Special Issue Editors

  • Dr Sanjeev Khagram, Principal Editor

  • Dr Mareike Smolka, Principal Editor

  • Dr Michael Lepech, Stanford University

  • Rebeca Hwang, Stanford University

  • Dr David Keith, Melbourne Business School

  • Dr Ujwal Kayande, Melbourne Business School

Core focus areas

  • AI for sustainability: critical analyses of AI applications in sectors such as energy/decarbonization, water, agriculture/food systems, transport and smart cities, asking who benefits, who bears the costs, and how justice and inclusion are handled.
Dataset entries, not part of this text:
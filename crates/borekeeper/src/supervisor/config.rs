//! Tunnel and lifecycle configuration for the supervisor.

use std::time::Duration;

use borekeeper_core::config::{DEFAULT_SERVER_HOST, TimeoutSettings, TunnelSettings};

use crate::error::TunnelError;

/// What to expose and where.
#[derive(Debug, Clone, PartialEq, Eq)]
pub struct TunnelConfig {
    local_port: u16,
    server_host: String,
    secret: Option<String>,
}

impl TunnelConfig {
    /// Expose `local_port` through the public bore server.
    pub fn new(local_port: u16) -> Self {
        Self {
            local_port,
            server_host: DEFAULT_SERVER_HOST.to_string(),
            secret: None,
        }
    }

    /// Build from resolved settings.
    pub fn from_settings(local_port: u16, settings: &TunnelSettings) -> Self {
        Self {
            local_port,
            server_host: settings.server_host.clone(),
            secret: settings.secret.clone(),
        }
    }

    #[must_use]
    pub fn with_server_host(mut self, server_host: impl Into<String>) -> Self {
        self.server_host = server_host.into();
        self
    }

    #[must_use]
    pub fn with_secret(mut self, secret: impl Into<String>) -> Self {
        self.secret = Some(secret.into());
        self
    }

    pub const fn local_port(&self) -> u16 {
        self.local_port
    }

    pub fn server_host(&self) -> &str {
        &self.server_host
    }

    pub fn secret(&self) -> Option<&str> {
        self.secret.as_deref()
    }

    pub(crate) fn validate(&self) -> Result<(), TunnelError> {
        if self.local_port == 0 {
            return Err(TunnelError::InvalidConfig(
                "local port must be greater than 0".to_string(),
            ));
        }
        if self.server_host.trim().is_empty() {
            return Err(TunnelError::InvalidConfig(
                "server host must not be empty".to_string(),
            ));
        }
        Ok(())
    }

    /// Arguments for `bore local <port> --to <host> [--secret <secret>]`.
    pub fn command_args(&self) -> Vec<String> {
        let mut args = vec![
            "local".to_string(),
            self.local_port.to_string(),
            "--to".to_string(),
            self.server_host.clone(),
        ];
        if let Some(secret) = &self.secret {
            args.push("--secret".to_string());
            args.push(secret.clone());
        }
        args
    }
}

/// Bounds on the tunnel lifecycle.
#[derive(Debug, Clone, Copy, PartialEq, Eq)]
pub struct Timeouts {
    /// How long to wait for the readiness notice after spawning.
    pub startup: Duration,
    /// How long a stopped child gets to exit before it is killed.
    pub stop_grace: Duration,
    /// Bound on the `--version` self-check.
    pub verify: Duration,
}

impl Default for Timeouts {
    fn default() -> Self {
        Self {
            startup: Duration::from_secs(30),
            stop_grace: Duration::from_secs(5),
            verify: crate::binary::DEFAULT_VERIFY_TIMEOUT,
        }
    }
}

impl From<&TimeoutSettings> for Timeouts {
    fn from(settings: &TimeoutSettings) -> Self {
        Self {
            startup: settings.startup(),
            stop_grace: settings.stop_grace(),
            verify: settings.verify(),
        }
    }
}

#[cfg(test)]
mod tests {
    use super::*;

    #[test]
    fn args_without_secret() {
        let config = TunnelConfig::new(4020);
        assert_eq!(config.command_args(), ["local", "4020", "--to", "bore.pub"]);
    }

    #[test]
    fn args_with_secret() {
        let config = TunnelConfig::new(4020)
            .with_server_host("tunnel.example.com")
            .with_secret("s");
        assert_eq!(
            config.command_args(),
            ["local", "4020", "--to", "tunnel.example.com", "--secret", "s"]
        );
    }

    #[test]
    fn zero_port_is_rejected() {
        let err = TunnelConfig::new(0).validate();
        assert!(matches!(err, Err(TunnelError::InvalidConfig(_))));
    }

    #[test]
    fn blank_host_is_rejected() {
        let err = TunnelConfig::new(8080).with_server_host(" ").validate();
        assert!(matches!(err, Err(TunnelError::InvalidConfig(_))));
    }

    #[test]
    fn settings_carry_over() {
        let settings = TunnelSettings {
            server_host: "relay.internal".to_string(),
            secret: Some("x".to_string()),
        };
        let config = TunnelConfig::from_settings(3000, &settings);
        assert_eq!(config.server_host(), "relay.internal");
        assert_eq!(config.secret(), Some("x"));
        assert_eq!(config.local_port(), 3000);
    }

    #[test]
    fn default_timeouts_match_settings_defaults() {
        assert_eq!(Timeouts::default(), Timeouts::from(&TimeoutSettings::default()));
    }
}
  • Sustainability of AI: environmental and social footprint of AI (energy, carbon, water, minerals, labor) and governance tools to mitigate it (e.g., reporting standards, carbon pricing for compute, siting rules for data centers, “algorithmic frugality”).

  • Cross-cutting themes: governance and regulation; innovation and entrepreneurship; justice, equity and inclusion (Global North/South, vulnerable communities); and critiques of techno‑optimism that ignore growth-driven political-economic structures.

Sectors/verticals (examples)

  • Energy & decarbonization (AI for grids vs. data-center energy demand).

  • Water resources & security (AI for irrigation/management vs. data centers’ water footprint).

  • Agriculture & food systems (precision ag vs. farmer autonomy, lock‑in, food sovereignty).

  • Transportation & smart cities (optimisation vs. surveillance, bias, rebound effects).

Submission & timeline

  • ~500‑word abstracts (excluding references) emailed to Sanjeev Khagram and Mareike Smolka; abstracts should clearly state the problem, questions, method (if relevant), theory, and contribution.

  • Abstract deadline: 31 May 2026; invited authors submit full manuscripts via the JRI system by 1 September 2026.

  • Selected authors will join a workshop around Oct–Nov 2026; accepted articles are published online on a rolling basis after peer review.